**Extracted information**.
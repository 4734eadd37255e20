use std::sync::Arc;

use tokio::sync::mpsc::UnboundedReceiver;

use super::pubsub_client::{ClientEvent, TweetClient};
use crate::config::Settings;
use crate::session::ConnectionStatus;
use crate::subscription::TopicEvent;
use crate::topic::canonicalize;
use crate::transport::TransportEvent;
use crate::transport::testing::{Call, RecordingTransport};
use crate::utils::{PublishError, TransportError};

const SPORTS: &str = "class/mqtt_twitter/hashtags/Sports";

fn client() -> (
    Arc<RecordingTransport>,
    TweetClient,
    UnboundedReceiver<ClientEvent>,
) {
    let transport = Arc::new(RecordingTransport::new());
    let (client, events) = TweetClient::new("user1-ui", &Settings::default(), transport.clone());
    (transport, client, events)
}

fn status(status: ConnectionStatus, reason: Option<&str>) -> ClientEvent {
    ClientEvent::Status {
        status,
        endpoint: "test.mosquitto.org:1883".into(),
        reason: reason.map(str::to_string),
    }
}

#[test]
fn test_client_new() {
    let (transport, client, mut events) = client();
    assert_eq!(client.id(), "user1-ui");
    assert_eq!(client.status(), ConnectionStatus::Disconnected);
    assert_eq!(client.active_topic(), None);
    assert!(transport.calls().is_empty());
    assert!(events.try_recv().is_err());
}

#[test]
fn test_publish_goes_through_gateway() {
    let (transport, client, _events) = client();

    let receipt = client.publish("user1", "Hello MQTT!", "#Sports").unwrap();
    assert_eq!(receipt.topic, SPORTS);
    assert_eq!(
        transport.calls(),
        vec![Call::Publish(SPORTS.into(), b"user1: Hello MQTT!".to_vec())]
    );

    assert_eq!(
        client.publish("  ", "hi", "#Sports"),
        Err(PublishError::MissingSender)
    );
}

#[test]
fn test_topic_changes_are_reported() {
    let (_transport, client, mut events) = client();

    client.request_subscribe("#Sports").unwrap();
    assert_eq!(
        events.try_recv().unwrap(),
        ClientEvent::Topic(TopicEvent::Subscribed {
            tag: canonicalize("Sports").unwrap(),
            topic: SPORTS.into(),
        })
    );

    client.request_unsubscribe().unwrap();
    assert_eq!(
        events.try_recv().unwrap(),
        ClientEvent::Topic(TopicEvent::Unsubscribed {
            topic: SPORTS.into()
        })
    );

    // Nothing to leave, nothing to report.
    assert_eq!(client.request_unsubscribe().unwrap(), None);
    assert!(events.try_recv().is_err());
}

#[test]
fn test_failed_subscribe_reports_nothing() {
    let (transport, client, mut events) = client();
    transport.fail_with(Some(TransportError::NotConnected));

    assert!(client.request_subscribe("#Sports").is_err());
    assert_eq!(client.active_topic(), None);
    assert!(events.try_recv().is_err());
}

#[test]
fn test_status_and_messages_follow_session_events() {
    let (transport, client, mut events) = client();
    client.request_subscribe("Sports").unwrap();
    let _ = events.try_recv();
    transport.clear();

    client.session().handle_event(TransportEvent::Connected);
    assert_eq!(
        events.try_recv().unwrap(),
        status(ConnectionStatus::Connected, None)
    );
    // Connected always re-issues the followed topic.
    assert_eq!(transport.calls(), vec![Call::Subscribe(SPORTS.into())]);

    client.session().handle_event(TransportEvent::Message {
        topic: "class/mqtt_twitter/hashtags/News".into(),
        payload: b"user2: ignored".to_vec(),
    });
    client.session().handle_event(TransportEvent::Message {
        topic: SPORTS.into(),
        payload: b"user2: goal!".to_vec(),
    });
    match events.try_recv().unwrap() {
        ClientEvent::Message(message) => {
            assert_eq!(message.topic, SPORTS);
            assert_eq!(message.text, "user2: goal!");
        }
        other => panic!("expected a routed message, got {other:?}"),
    }

    client.session().handle_event(TransportEvent::Disconnected {
        reason: "network down".into(),
    });
    assert_eq!(
        events.try_recv().unwrap(),
        status(ConnectionStatus::Disconnected, Some("network down"))
    );
    assert!(events.try_recv().is_err());
}

#[test]
fn test_shutdown_leaves_topic_and_is_idempotent() {
    let (transport, client, mut events) = client();
    client.session().handle_event(TransportEvent::Connected);
    client.request_subscribe("Sports").unwrap();
    transport.clear();

    client.shutdown();
    client.shutdown();

    assert_eq!(
        transport.calls(),
        vec![Call::Unsubscribe(SPORTS.into()), Call::Disconnect]
    );
    assert_eq!(client.status(), ConnectionStatus::Disconnected);

    let reported: Vec<_> = std::iter::from_fn(|| events.try_recv().ok()).collect();
    assert_eq!(
        reported.last(),
        Some(&status(ConnectionStatus::Disconnected, Some("client shutdown")))
    );
}

#[test]
fn test_shutdown_ignores_transport_failures() {
    let (transport, client, _events) = client();
    client.request_subscribe("Sports").unwrap();
    transport.fail_with(Some(TransportError::NotConnected));

    client.shutdown();
    assert!(client.session().is_closed());
}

**Requirement**. Would you please copy every line in the data that contains the word "goal"?

**Exercise response**.
        payload: b"user2: goal!".to_vec(),
            assert_eq!(message.text, "user2: goal!");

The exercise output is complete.